When I considered this attitude, I began to see the true reason for the impasse. It comes down to the deeper question of what worship is, and whether or not all worship is to be _regulated_. I mentioned that the Puritans would never accept this view, "All life is worship". An act of worship is set apart from other activities and regulated by God's Word. Unless you have these intentional, regulated times of family worship throughout the week, a family can not _meaningfully_ say they worship the Lord privately at all.

The answer came back, "_The Puritans had their blind-spots._" 

What do you all think? Are you prepared to say (along with me) that God _requires_ family worship in the home? What's a good way to help someone see all worship is to be _regulated_ and we should set aside regular times for this as families?


----------



## NaphtaliPress (Nov 14, 2016)

The law for family worship by James Durham (yes, a puritan, well, technically 2nd Reformation era Scottish Presbyterian).
https://www.naphtali.com/articles/james-durham/the-fourth-commandment/part-1a/
If you see the outline below under Durham you will note he deals with family worship between dealing with the general and particular morality of the fourth commandment.
https://www.naphtali.com/articles/


----------



## Parakaleo (Nov 14, 2016)

NaphtaliPress said:


> The law for family worship by James Durham



Thanks, this is excellent. It's very convincing for me, but I'm still a little wary. There are many who will shut their ears to a well-constructed GNC argument from God's Word, usually dismissing it as legalism, especially if it there is a "cost" associated with receiving it as truth.
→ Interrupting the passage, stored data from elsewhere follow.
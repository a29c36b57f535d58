//! The element types a benchmark configuration can sort.
//!
//! Three variants isolate the cost of comparing through an indirection from the cost of the sort
//! algorithm itself: a native integer, a small value type wrapping an integer and a reference type
//! wrapping an integer.

use std::cmp::Ordering;
use std::fmt;
use std::rc::Rc;
use std::str::FromStr;

use serde::Serialize;

use crate::error::BenchError;

/// Runtime tag for an element variant, used by the configuration surface and in reports.
#[derive(Debug, Clone, Copy, PartialEq, Eq, Hash, Serialize)]
#[serde(rename_all = "snake_case")]
pub enum ElementKind {
    I32,
    IntStruct,
    IntClass,
}

impl ElementKind {
    pub const ALL: [ElementKind; 3] = [
        ElementKind::I32,
        ElementKind::IntStruct,
        ElementKind::IntClass,
    ];

    pub fn name(self) -> &'static str {
        match self {
            ElementKind::I32 => "i32",
            ElementKind::IntStruct => "int_struct",
            ElementKind::IntClass => "int_class",
        }
    }
}

impl fmt::Display for ElementKind {
    fn fmt(&self, f: &mut fmt::Formatter<'_>) -> fmt::Result {
        f.write_str(self.name())
    }
}

impl FromStr for ElementKind {
    type Err = BenchError;

    fn from_str(s: &str) -> Result<Self, Self::Err> {
        ElementKind::ALL
            .into_iter()
            .find(|kind| kind.name() == s.trim())
            .ok_or_else(|| BenchError::Config(format!("unknown element kind '{s}'")))
    }
}

/// A type that can be generated from a unique integer and sorted by the harness.
pub trait BenchValue: Ord + Clone + fmt::Debug {
    const KIND: ElementKind;

    /// Wraps `value`. Called once per element of the base sequence, never in the timed region.
    fn from_i32(value: i32) -> Self;
}

impl BenchValue for i32 {
    const KIND: ElementKind = ElementKind::I32;

    #[inline]
    fn from_i32(value: i32) -> Self {
        value
    }
}

/// Value type, copied inline and compared without indirection.
#[derive(Debug, Clone, Copy, PartialEq, Eq, Hash)]
pub struct IntStruct(i32);

impl IntStruct {
    pub fn new(value: i32) -> Self {
        Self(value)
    }

    pub fn value(self) -> i32 {
        self.0
    }
}

impl PartialOrd for IntStruct {
    #[inline]
    fn partial_cmp(&self, other: &Self) -> Option<Ordering> {
        Some(self.cmp(other))
    }
}

impl Ord for IntStruct {
    #[inline]
    fn cmp(&self, other: &Self) -> Ordering {
        self.0.cmp(&other.0)
    }
}

impl BenchValue for IntStruct {
    const KIND: ElementKind = ElementKind::IntStruct;

    #[inline]
    fn from_i32(value: i32) -> Self {
        Self(value)
    }
}

/// Reference type. The integer is allocated once, clones share that allocation and every
/// comparison goes through the pointer.
#[derive(Debug, Clone, PartialEq, Eq)]
pub struct IntClass(Rc<i32>);

impl IntClass {
    pub fn new(value: i32) -> Self {
        Self(Rc::new(value))
    }

    pub fn value(&self) -> i32 {
        *self.0
    }

    /// True if both handles point to the same allocation.
    pub fn ptr_eq(&self, other: &Self) -> bool {
        Rc::ptr_eq(&self.0, &other.0)
    }
}

impl PartialOrd for IntClass {
    #[inline]
    fn partial_cmp(&self, other: &Self) -> Option<Ordering> {
        Some(self.cmp(other))
    }
}

impl Ord for IntClass {
    #[inline]
    fn cmp(&self, other: &Self) -> Ordering {
        (*self.0).cmp(&*other.0)
    }
}

impl BenchValue for IntClass {
    const KIND: ElementKind = ElementKind::IntClass;

    #[inline]
    fn from_i32(value: i32) -> Self {
        Self::new(value)
    }
}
Still, I know I must trust the Shepherd to make His voice clearly heard by His sheep.


----------



## NaphtaliPress (Nov 14, 2016)

Yes; if it calls for putting forth an inconvenient effort ears shutdown. The problem is not just a misunderstanding of what worship is but of the law itself, its depth and how it applies to far more than what's on the surface of the command, as illustrated in the rules for rightly understanding the ten commandments in the Larger Catechism. 


Parakaleo said:


> NaphtaliPress said:
> 
> 
> > The law for family worship by James Durham
> ...

Reactions: Like 1


----------



## Reformed Covenanter (Nov 14, 2016)

Facebook and Twitter were invented to remind us that we do have time for family worship, though we often do not have the honesty to admit it. That being said, it does help to keep such devotions relatively short. Less is more.


----------